Task to carry out
What do the lines say from the start of the entries through the one containing "use log::debug;"? Repeat them exactly.

Recorded information
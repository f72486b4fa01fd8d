//! Compiler for the pipeline language.
//!
//! ```text
//! expr  = stage { arg } { "|" stage { arg } } .
//! arg   = "/" pattern "/" | "\"" literal "\"" .
//! ```
//!
//! `#` starts a comment running to the end of the line. Whitespace outside
//! arguments only separates tokens. A quoted literal matches its text
//! exactly; a slash-delimited pattern is a regular expression.

use crate::error::{PipelineError, Result};
use crate::pipeline::Pipeline;
use crate::stage::{lookup, Stage};
use log::debug;
use regex::bytes::Regex;

#[derive(Debug, Clone, Copy, PartialEq, Eq)]
enum TokenKind {
    Stage,
    Literal,
    Pattern,
    Pipe,
    End,
}

#[derive(Debug, Clone, Copy, PartialEq, Eq)]
struct Token<'a> {
    kind: TokenKind,
    /// Token text, without delimiters for arguments
    text: &'a str,
    /// Byte offset of the first character of the token
    offset: usize,
}

struct Lexer<'a> {
    src: &'a str,
    pos: usize,
}

impl<'a> Lexer<'a> {
    fn new(src: &'a str) -> Self {
        Self { src, pos: 0 }
    }

    fn next_token(&mut self) -> Result<Token<'a>> {
        let bytes = self.src.as_bytes();
        while let Some(&c) = bytes.get(self.pos) {
            let offset = self.pos;
            match c {
                b' ' | b'\n' | b'\r' | b'\t' => self.pos += 1,
                b'#' => {
                    self.pos = self.src[offset..]
                        .find('\n')
                        .map_or(self.src.len(), |i| offset + i);
                }
                b'|' => {
                    self.pos += 1;
                    return Ok(self.token(TokenKind::Pipe, offset, self.pos));
                }
                b'"' | b'/' => {
                    let body = offset + 1;
                    let close = self.src[body..]
                        .find(c as char)
                        .ok_or(PipelineError::UnterminatedArgument { offset })?;
                    self.pos = body + close + 1;
                    let kind = if c == b'"' {
                        TokenKind::Literal
                    } else {
                        TokenKind::Pattern
                    };
                    return Ok(Token {
                        kind,
                        text: &self.src[body..body + close],
                        offset,
                    });
                }
                c if is_name_byte(c) => {
                    let len = bytes[offset..]
                        .iter()
                        .position(|&b| !is_name_byte(b))
                        .unwrap_or(bytes.len() - offset);
                    self.pos = offset + len;
                    return Ok(self.token(TokenKind::Stage, offset, self.pos));
                }
                _ => return Err(PipelineError::UnknownToken { offset }),
            }
        }
        Ok(self.token(TokenKind::End, self.pos, self.pos))
    }

    fn token(&self, kind: TokenKind, start: usize, end: usize) -> Token<'a> {
        Token {
            kind,
            text: &self.src[start..end],
            offset: start,
        }
    }
}

fn is_name_byte(b: u8) -> bool {
    b.is_ascii_alphanumeric() || matches!(b, b'_' | b'?' | b'-')
}

/// Stage currently receiving arguments
struct OpenStage {
    offset: usize,
    configured: bool,
}

/// Compile a program into a pipeline of freshly initialized stages.
///
/// Compilation stops at the first error; no partial pipeline is returned.
/// An empty program yields an empty pipeline, which copies its input.
pub fn compile(program: &str) -> Result<Pipeline> {
    let mut lexer = Lexer::new(program);
    let mut stages: Vec<Box<dyn Stage>> = Vec::new();
    let mut open: Option<OpenStage> = None;

    loop {
        let token = lexer.next_token()?;
        match token.kind {
            TokenKind::Stage => {
                close_stage(&stages, open.take())?;
                let stage = lookup(token.text).ok_or_else(|| PipelineError::UnknownStage {
                    name: token.text.to_string(),
                    offset: token.offset,
                })?;
                stages.push(stage);
                open = Some(OpenStage {
                    offset: token.offset,
                    configured: false,
                });
            }
            TokenKind::Literal | TokenKind::Pattern => {
                let (Some(current), Some(stage)) = (open.as_mut(), stages.last_mut()) else {
                    return Err(PipelineError::DanglingArgument {
                        offset: token.offset,
                    });
                };
                stage.init(compile_argument(&token)?);
                current.configured = true;
            }
            TokenKind::Pipe => close_stage(&stages, open.take())?,
            TokenKind::End => {
                close_stage(&stages, open.take())?;
                break;
            }
        }
    }

    debug!(
        "compiled pipeline: {:?}",
        stages.iter().map(|s| s.name()).collect::<Vec<_>>()
    );
    Ok(Pipeline::new(stages))
}

fn compile_argument(token: &Token<'_>) -> Result<Regex> {
    let source = match token.kind {
        TokenKind::Literal => regex::escape(token.text),
        _ => token.text.to_string(),
    };
    Regex::new(&source).map_err(|e| PipelineError::InvalidPattern {
        pattern: token.text.to_string(),
        offset: token.offset,
        source: e,
    })
}

/// Check the stage that just stopped receiving arguments
fn close_stage(stages: &[Box<dyn Stage>], open: Option<OpenStage>) -> Result<()> {
    let (Some(open), Some(stage)) = (open, stages.last()) else {
        return Ok(());
    };
    if !open.configured && stage.requires_pattern() {
        return Err(PipelineError::MissingPattern {
            stage: stage.name().to_string(),
            offset: open.offset,
        });
    }
    Ok(())
}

Answer section
repository f72486b4fa01fd8d
//! Compiler for the pipeline language.
//!
//! ```text
//! expr  = stage { arg } { "|" stage { arg } } .
//! arg   = "/" pattern "/" | "\"" literal "\"" .
//! ```
//!
//! `#` starts a comment running to the end of the line. Whitespace outside
//! arguments only separates tokens. A quoted literal matches its text
//! exactly; a slash-delimited pattern is a regular expression.

use crate::error::{PipelineError, Result};
use crate::pipeline::Pipeline;
use crate::stage::{lookup, Stage};
use log::debug;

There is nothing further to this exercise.